(Source data)

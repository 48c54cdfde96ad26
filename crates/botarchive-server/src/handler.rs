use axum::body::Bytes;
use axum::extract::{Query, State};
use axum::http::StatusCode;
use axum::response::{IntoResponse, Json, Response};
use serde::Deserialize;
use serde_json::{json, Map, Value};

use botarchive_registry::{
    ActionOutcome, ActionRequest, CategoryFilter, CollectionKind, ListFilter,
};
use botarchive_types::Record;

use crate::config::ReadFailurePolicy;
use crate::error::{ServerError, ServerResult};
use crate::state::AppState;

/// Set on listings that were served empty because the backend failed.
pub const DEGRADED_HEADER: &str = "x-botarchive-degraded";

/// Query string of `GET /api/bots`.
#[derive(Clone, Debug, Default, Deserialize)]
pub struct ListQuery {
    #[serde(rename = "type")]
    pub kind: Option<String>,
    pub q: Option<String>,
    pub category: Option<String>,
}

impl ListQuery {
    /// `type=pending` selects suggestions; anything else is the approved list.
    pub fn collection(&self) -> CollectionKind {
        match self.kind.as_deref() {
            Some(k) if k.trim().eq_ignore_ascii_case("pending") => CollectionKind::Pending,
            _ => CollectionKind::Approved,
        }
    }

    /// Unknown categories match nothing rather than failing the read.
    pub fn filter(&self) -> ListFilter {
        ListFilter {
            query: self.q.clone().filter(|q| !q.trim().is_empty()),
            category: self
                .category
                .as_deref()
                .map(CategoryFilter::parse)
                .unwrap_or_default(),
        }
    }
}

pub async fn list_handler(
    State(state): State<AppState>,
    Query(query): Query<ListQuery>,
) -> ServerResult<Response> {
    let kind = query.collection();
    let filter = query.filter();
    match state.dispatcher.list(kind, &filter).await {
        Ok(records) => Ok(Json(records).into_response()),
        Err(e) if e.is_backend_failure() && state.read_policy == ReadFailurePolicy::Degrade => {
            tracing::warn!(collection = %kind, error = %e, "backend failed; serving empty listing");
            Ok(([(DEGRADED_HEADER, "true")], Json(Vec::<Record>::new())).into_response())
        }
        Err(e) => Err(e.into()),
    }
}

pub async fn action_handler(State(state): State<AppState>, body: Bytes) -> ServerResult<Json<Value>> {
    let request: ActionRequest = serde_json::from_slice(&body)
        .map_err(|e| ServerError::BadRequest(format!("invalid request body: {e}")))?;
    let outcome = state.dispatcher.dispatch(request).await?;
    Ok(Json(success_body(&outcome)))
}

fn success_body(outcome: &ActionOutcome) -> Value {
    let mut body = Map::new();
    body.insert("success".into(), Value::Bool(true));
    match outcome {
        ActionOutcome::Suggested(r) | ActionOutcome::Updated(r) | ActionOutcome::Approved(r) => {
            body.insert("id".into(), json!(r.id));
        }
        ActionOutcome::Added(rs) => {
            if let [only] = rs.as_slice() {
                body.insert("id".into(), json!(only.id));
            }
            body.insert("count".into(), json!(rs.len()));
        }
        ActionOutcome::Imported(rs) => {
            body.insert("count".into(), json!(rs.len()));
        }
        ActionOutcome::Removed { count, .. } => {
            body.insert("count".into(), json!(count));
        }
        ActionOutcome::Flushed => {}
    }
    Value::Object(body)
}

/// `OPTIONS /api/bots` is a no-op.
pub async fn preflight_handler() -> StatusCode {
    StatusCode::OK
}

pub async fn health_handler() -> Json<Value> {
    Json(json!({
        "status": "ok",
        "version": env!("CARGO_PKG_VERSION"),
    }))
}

(End Source data)

**Work to be completed:**
Beginning with the line that contains "is a no-op.", write out every line through the end of the entries above, exactly.

**Exercise response:**
/// `OPTIONS /api/bots` is a no-op.
pub async fn preflight_handler() -> StatusCode {
    StatusCode::OK
}

pub async fn health_handler() -> Json<Value> {
    Json(json!({
        "status": "ok",
        "version": env!("CARGO_PKG_VERSION"),
    }))
}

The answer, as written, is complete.